When the rent becomes due, it is indispensable, before the landlord can re-enter the premises, that he should demand the rent from the tenant, unless the necessity for such demand has been waived by express agreement, and unless, by statute 4, Geo. II. cap. 28 sec. 2, where six months rent is in arrears, and there is not sufficient property on the premises. The legal remedy for arrears of rent is a distress, and a distress is itself a demand, but on the rent being tendered, the distress must be withdrawn, and the tenant may remain in possession. Rent is demandable and payable at any time before sun-set, on the day on which it is made payable, so that there be light enough for the landlord to count it by. A tender of rent should be at the time and place where it is made payable, and in the current coin of the kingdom; but it has been determined that a tender in bank of England notes is good, by statute 52 Geo. III. If no particular place is mentioned in the lease contract where rent is to be paid, it must be tendered on the land or in the house or room for which it issued. By the act of 3O Geo. II. c. 2, sec. 15, tenants are required to pay such sums of money as may he rated on the premises, and to deduct an much of the same out of their rents as the landlord ought to have paid, so that the land-tax receipts may now be tendered as part payment of rent. A landlord accepting the last quarter or half year's rent where there are former arrears, precludes himself from demanding the arrears; and it is held that no proof will be admitted to shew that they are unpaid. --Acceptance of single rent is a waiver of double rent, by statute 4 Geo. II. c. 28. If a tenant holding under two tenants in common pay the whole rent to one, after notice from the other not to pay it, the other tenant in common may distrain for his share. By the statute 8 Ann, c. 14, no goods upon any tenement can be taken in execution, until the party at whose suit the execution is sued out shall, before the goods are removed, pay to the landlord of the premises one years rent, or as much rent as is due, not exceeding one year. Rent in arrears may be recovered, 1st by action at law; 2nd, by distress on the premises; and 3rd, by ejectment.

A tenant from year to year is entitled to half a year's notice, which must expire at the same time of the year as that on which the tenancy commenced -if a house or land be taken from Midsummer to Midsummer, the notice to quit must be given at Christmas, so as to expire at the next Mid. summer. By the 4 Geo. II. c. 28, if any tenant for life or years shall wilfully hold premises after the termination of the term, and after demand made, and notice by writing given for delivering the possession thereof, he shall, for the tern of such detention, pay after the rate of double the yearly value thereof. In order to charge a tenant with double rent, under this act, notice must be given to him to quit at the expiration of his term; but the tenant may be ejected at the end of his lease, without any previous notice to quit, as he cannot but be apprized of the expiration of the term. A parole notice to quit by a tenant on a parole lease, is good notice within the meaning of the statute.
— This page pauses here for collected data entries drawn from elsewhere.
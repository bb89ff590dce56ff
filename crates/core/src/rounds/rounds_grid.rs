//! Row-wise validation for the editable round grids.
//!
//! The hosting UI hands over raw text cells. Parsing is per-row: a bad cell
//! produces a [`ValidationError::Cell`] for that row and the remaining rows
//! are still converted, so one typo never blanks the whole table.

use rust_decimal::Decimal;
use std::str::FromStr;

use super::rounds_model::{RoundAllocationInput, RoundProfile};
use crate::errors::ValidationError;

/// Raw text cells of one row of the round-profile grid.
#[derive(Debug, Clone, Default)]
pub struct RawProfileRow {
    pub round: String,
    pub pre_money_valuation: String,
    pub post_money_valuation: String,
    pub option_pool_pct: String,
    pub ascension_rate_pct: String,
    pub exit_rate_pct: String,
    pub years_to_ascension: String,
    pub years_to_exit: String,
    pub exit_valuation: String,
}

/// Raw text cells of one row of the allocation-input grid.
#[derive(Debug, Clone, Default)]
pub struct RawAllocationRow {
    pub round: String,
    pub deals: String,
    pub avg_check: String,
}

/// Result of parsing a grid: the rows that converted cleanly, plus one
/// [`ValidationError::Cell`] per row that did not.
#[derive(Debug)]
pub struct GridParseOutcome<T> {
    pub rows: Vec<T>,
    pub errors: Vec<ValidationError>,
}

impl<T> Default for GridParseOutcome<T> {
    fn default() -> Self {
        Self {
            rows: Vec::new(),
            errors: Vec::new(),
        }
    }
}

impl<T> GridParseOutcome<T> {
    pub fn is_clean(&self) -> bool {
        self.errors.is_empty()
    }
}

/// Strips display formatting ($, thousands separators, %) before parsing.
fn clean_cell(value: &str) -> String {
    value
        .trim()
        .chars()
        .filter(|c| !matches!(c, '$' | ',' | '%' | '_'))
        .collect()
}

fn parse_decimal_cell(
    row: &str,
    column: &str,
    value: &str,
) -> std::result::Result<Decimal, ValidationError> {
    let cleaned = clean_cell(value);
    if cleaned.is_empty() {
        return Err(ValidationError::Cell {
            row: row.to_string(),
            column: column.to_string(),
            message: "missing value".to_string(),
        });
    }
    Decimal::from_str(&cleaned).map_err(|err| ValidationError::Cell {
        row: row.to_string(),
        column: column.to_string(),
        message: err.to_string(),
    })
}

fn parse_count_cell(
    row: &str,
    column: &str,
    value: &str,
) -> std::result::Result<u32, ValidationError> {
    let cleaned = clean_cell(value);
    if cleaned.is_empty() {
        return Err(ValidationError::Cell {
            row: row.to_string(),
            column: column.to_string(),
            message: "missing value".to_string(),
        });
    }
    cleaned.parse::<u32>().map_err(|err| ValidationError::Cell {
        row: row.to_string(),
        column: column.to_string(),
        message: err.to_string(),
    })
}

fn parse_profile_row(raw: &RawProfileRow) -> std::result::Result<RoundProfile, ValidationError> {
    let round = raw.round.trim();
    if round.is_empty() {
        return Err(ValidationError::MissingField("round".to_string()));
    }
    Ok(RoundProfile {
        round: round.to_string(),
        pre_money_valuation: parse_decimal_cell(round, "preMoneyValuation", &raw.pre_money_valuation)?,
        post_money_valuation: parse_decimal_cell(
            round,
            "postMoneyValuation",
            &raw.post_money_valuation,
        )?,
        option_pool_pct: parse_decimal_cell(round, "optionPoolPct", &raw.option_pool_pct)?,
        ascension_rate_pct: parse_decimal_cell(round, "ascensionRatePct", &raw.ascension_rate_pct)?,
        exit_rate_pct: parse_decimal_cell(round, "exitRatePct", &raw.exit_rate_pct)?,
        years_to_ascension: parse_decimal_cell(round, "yearsToAscension", &raw.years_to_ascension)?,
        years_to_exit: parse_decimal_cell(round, "yearsToExit", &raw.years_to_exit)?,
        exit_valuation: parse_decimal_cell(round, "exitValuation", &raw.exit_valuation)?,
    })
}

fn parse_allocation_row(
    raw: &RawAllocationRow,
) -> std::result::Result<RoundAllocationInput, ValidationError> {
    let round = raw.round.trim();
    if round.is_empty() {
        return Err(ValidationError::MissingField("round".to_string()));
    }
    Ok(RoundAllocationInput {
        round: round.to_string(),
        deals: parse_count_cell(round, "deals", &raw.deals)?,
        avg_check: parse_decimal_cell(round, "avgCheck", &raw.avg_check)?,
    })
}

/// Parses the round-profile grid, collecting per-row errors.
pub fn parse_profile_grid(raw_rows: &[RawProfileRow]) -> GridParseOutcome<RoundProfile> {
    let mut outcome = GridParseOutcome::default();
    for raw in raw_rows {
        match parse_profile_row(raw) {
            Ok(row) => outcome.rows.push(row),
            Err(err) => outcome.errors.push(err),
        }
    }
    outcome
}

/// Parses the allocation-input grid, collecting per-row errors.
pub fn parse_allocation_grid(raw_rows: &[RawAllocationRow]) -> GridParseOutcome<RoundAllocationInput> {
    let mut outcome = GridParseOutcome::default();
    for raw in raw_rows {
        match parse_allocation_row(raw) {
            Ok(row) => outcome.rows.push(row),
            Err(err) => outcome.errors.push(err),
        }
    }
    outcome
}
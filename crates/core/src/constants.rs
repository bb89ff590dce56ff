//! Shared constants for the fund construction engine.

/// Label of the synthetic totals row appended to the allocation table.
pub const TOTALS_ROW_LABEL: &str = "Total";

/// Decimal precision for display percentages.
pub const DISPLAY_DECIMAL_PRECISION: u32 = 2;

/// Bar color for the investment-per-round chart.
pub const INVESTMENT_BAR_COLOR: &str = "#4169e1";

/// Color cycle for the deal-share ring chart, one entry per round.
pub const DEAL_SHARE_COLORS: [&str; 3] = ["#FFA07A", "#FFD700", "#FF6347"];

/// Hole fraction of the deal-share ring chart.
pub const DEAL_SHARE_HOLE: f64 = 0.3;
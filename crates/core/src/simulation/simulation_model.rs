//! Input and output snapshots for one recomputation pass.

use rust_decimal::Decimal;
use serde::{Deserialize, Serialize};

use crate::allocation::AllocationTable;
use crate::charts::ChartBundle;
use crate::fund::{FundParameters, WaterfallBreakdown};
use crate::rounds::{RoundAllocationInput, RoundProfile};
use crate::scenario::ScenarioConfig;

/// Full snapshot of current user inputs. The hosting UI rebuilds this on
/// every input change and hands it to the engine whole; there is no
/// incremental state between passes.
#[derive(Debug, Clone, PartialEq, Serialize, Deserialize)]
#[serde(rename_all = "camelCase")]
pub struct SimulationInput {
    pub fund: FundParameters,
    pub profiles: Vec<RoundProfile>,
    pub allocations: Vec<RoundAllocationInput>,
}

impl SimulationInput {
    /// The input a fresh session starts from: every control at its
    /// scenario default.
    pub fn from_scenario(config: &ScenarioConfig) -> Self {
        Self {
            fund: config.default_fund_parameters(),
            profiles: config.round_profiles.clone(),
            allocations: config.round_allocations.clone(),
        }
    }
}

/// Full snapshot of engine outputs for one pass: everything the hosting UI
/// needs to re-render its tables and charts.
#[derive(Debug, Clone, PartialEq, Serialize, Deserialize)]
#[serde(rename_all = "camelCase")]
pub struct SimulationOutput {
    pub waterfall: WaterfallBreakdown,
    pub allocation: AllocationTable,
    /// Share of investable capital left for follow-on investment, percent.
    pub remaining_capital_pct: Option<Decimal>,
    pub charts: ChartBundle,
}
With respect to lodgings, if they are taken for a less term than a year certain, any reasonable notice to quit is sufficient. What is considered a reasonable notice depends in some degree upon the nature of the tenure. In London, if no particular notice is mentioned, it is generally understood that a week's notice shall be given if the apartments be taken by the week; and a month's notice if taken by the month, but if taken for a week or a month, or any other time certain, no notice is expected or required, it being necessarily implied that when the period for which they were taken arrives, the tenant is to depart, unless he enters into some fresh agreement.

Where a notice is required by law to be given either to a landlord or a tenant it is generally sufficient to leave it at the dwelling house of the person on whom it is served.

If a lessor covenant to repair a house, but do not, the lessee may do it, and with-hold as much of the rent as will pay himself. Where a house is blown down by a tempest the law excuses the lessee, unless there is a covenant to repair and uphold. If a lessee covenant to pay rent, and to repair, with express exception of casualties by fire, he is liable upon the covenant for rent, though the premises are burnt down, and not rebuilt by the lessor, after notice. Removing wainscots, floors, windows, and other things once fixed to the freehold of a house, is a waste, and punishable accordingly. The fixtures put up by a tenant may be removed; and vats, coppers, tables, partitions, &c. for the convenience of trade, if purchased or fixed by the tenant, may also be removed by him; but it must be before the expiration of his term.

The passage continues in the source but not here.